Look through the records and copy every line in which "global" appears.

*** Block opens ***

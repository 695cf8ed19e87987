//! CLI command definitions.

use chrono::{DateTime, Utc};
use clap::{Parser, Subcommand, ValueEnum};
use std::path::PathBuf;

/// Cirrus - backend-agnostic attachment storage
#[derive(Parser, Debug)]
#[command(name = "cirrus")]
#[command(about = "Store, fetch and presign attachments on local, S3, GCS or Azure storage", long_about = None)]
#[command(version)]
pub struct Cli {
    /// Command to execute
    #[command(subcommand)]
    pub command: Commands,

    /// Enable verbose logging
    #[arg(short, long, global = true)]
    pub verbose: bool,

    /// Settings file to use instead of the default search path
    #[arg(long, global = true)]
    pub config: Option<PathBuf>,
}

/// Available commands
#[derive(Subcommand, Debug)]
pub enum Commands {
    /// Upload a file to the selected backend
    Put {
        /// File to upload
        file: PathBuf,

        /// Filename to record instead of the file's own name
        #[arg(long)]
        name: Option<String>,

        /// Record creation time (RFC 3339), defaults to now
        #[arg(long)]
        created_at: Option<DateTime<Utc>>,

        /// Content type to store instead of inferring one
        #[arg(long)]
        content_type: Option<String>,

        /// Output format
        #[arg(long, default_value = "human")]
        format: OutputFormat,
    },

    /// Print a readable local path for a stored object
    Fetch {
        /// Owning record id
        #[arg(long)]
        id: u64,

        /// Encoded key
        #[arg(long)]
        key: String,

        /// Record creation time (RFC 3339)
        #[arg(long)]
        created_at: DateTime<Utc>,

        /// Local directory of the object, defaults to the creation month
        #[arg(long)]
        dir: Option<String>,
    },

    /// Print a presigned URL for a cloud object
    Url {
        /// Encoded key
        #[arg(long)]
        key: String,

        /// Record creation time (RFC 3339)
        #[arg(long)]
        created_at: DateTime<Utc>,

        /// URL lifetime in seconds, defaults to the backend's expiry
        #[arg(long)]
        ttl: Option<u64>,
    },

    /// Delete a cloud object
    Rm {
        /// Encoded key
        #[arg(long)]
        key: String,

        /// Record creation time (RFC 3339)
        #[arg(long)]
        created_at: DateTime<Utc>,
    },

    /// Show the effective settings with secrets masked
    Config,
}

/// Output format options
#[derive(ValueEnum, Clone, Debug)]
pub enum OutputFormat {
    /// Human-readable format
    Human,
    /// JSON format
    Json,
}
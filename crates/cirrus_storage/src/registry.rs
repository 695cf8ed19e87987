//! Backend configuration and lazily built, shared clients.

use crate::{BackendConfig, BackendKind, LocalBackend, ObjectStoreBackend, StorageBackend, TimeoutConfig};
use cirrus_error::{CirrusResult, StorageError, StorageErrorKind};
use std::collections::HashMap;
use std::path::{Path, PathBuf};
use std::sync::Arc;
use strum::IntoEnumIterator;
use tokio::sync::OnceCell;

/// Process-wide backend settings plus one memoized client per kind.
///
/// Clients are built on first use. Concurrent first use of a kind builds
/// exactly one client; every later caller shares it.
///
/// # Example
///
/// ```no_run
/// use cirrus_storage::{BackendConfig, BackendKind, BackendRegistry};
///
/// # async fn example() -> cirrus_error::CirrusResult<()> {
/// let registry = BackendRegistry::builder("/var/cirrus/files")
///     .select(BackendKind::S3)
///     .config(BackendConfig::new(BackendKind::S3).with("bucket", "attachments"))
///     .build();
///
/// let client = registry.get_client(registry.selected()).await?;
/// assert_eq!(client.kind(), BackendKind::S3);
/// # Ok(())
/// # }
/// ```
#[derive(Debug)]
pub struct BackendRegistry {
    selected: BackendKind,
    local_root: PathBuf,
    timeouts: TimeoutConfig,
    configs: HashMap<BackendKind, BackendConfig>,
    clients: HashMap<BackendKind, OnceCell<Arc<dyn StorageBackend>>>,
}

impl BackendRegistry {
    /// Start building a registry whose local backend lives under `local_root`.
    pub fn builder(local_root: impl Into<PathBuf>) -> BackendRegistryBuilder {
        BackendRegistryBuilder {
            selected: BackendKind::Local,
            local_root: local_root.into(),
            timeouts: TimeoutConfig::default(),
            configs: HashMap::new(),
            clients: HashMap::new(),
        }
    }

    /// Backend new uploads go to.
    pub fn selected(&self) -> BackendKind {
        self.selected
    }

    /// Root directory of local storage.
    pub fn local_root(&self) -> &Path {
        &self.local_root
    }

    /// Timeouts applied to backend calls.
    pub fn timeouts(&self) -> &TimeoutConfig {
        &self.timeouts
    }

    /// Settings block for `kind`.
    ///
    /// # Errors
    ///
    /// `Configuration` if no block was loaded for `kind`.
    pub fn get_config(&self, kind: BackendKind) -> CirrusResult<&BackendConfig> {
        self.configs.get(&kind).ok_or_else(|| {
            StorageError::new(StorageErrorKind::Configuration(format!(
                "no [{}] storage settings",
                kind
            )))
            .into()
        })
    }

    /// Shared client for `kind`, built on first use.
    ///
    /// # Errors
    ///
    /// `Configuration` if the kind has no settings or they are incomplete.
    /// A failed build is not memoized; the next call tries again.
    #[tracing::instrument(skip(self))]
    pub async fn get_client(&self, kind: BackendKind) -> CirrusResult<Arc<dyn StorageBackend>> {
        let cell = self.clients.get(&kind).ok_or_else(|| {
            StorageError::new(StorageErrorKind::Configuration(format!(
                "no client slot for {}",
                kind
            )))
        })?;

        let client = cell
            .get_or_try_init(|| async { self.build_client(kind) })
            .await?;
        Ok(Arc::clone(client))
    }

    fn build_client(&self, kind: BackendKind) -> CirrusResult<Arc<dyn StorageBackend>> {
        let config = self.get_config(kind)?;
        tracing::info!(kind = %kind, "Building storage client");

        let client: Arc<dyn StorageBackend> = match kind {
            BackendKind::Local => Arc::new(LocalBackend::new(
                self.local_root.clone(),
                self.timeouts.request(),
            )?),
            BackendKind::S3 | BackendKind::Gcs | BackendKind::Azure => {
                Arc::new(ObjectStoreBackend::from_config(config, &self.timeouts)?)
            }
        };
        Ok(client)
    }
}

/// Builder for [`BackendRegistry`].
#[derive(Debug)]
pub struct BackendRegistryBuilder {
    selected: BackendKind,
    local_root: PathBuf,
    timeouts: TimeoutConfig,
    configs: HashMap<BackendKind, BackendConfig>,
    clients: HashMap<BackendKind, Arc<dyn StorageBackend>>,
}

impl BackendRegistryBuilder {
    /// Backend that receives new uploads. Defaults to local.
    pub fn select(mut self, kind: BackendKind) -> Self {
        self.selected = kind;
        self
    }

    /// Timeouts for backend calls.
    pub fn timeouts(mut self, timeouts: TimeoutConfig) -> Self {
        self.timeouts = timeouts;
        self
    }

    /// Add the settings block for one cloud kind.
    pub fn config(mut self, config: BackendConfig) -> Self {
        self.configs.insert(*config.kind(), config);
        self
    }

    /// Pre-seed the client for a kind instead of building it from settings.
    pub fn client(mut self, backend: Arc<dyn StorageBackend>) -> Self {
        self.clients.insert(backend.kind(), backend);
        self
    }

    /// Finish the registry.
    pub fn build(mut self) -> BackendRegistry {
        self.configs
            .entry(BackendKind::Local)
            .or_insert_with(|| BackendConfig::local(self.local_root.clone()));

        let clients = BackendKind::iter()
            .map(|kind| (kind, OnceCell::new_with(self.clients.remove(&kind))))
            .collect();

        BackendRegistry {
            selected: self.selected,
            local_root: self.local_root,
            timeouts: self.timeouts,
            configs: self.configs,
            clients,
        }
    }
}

*** Block closes ***

| Task solution |
    #[arg(short, long, global = true)]
    #[arg(long, global = true)]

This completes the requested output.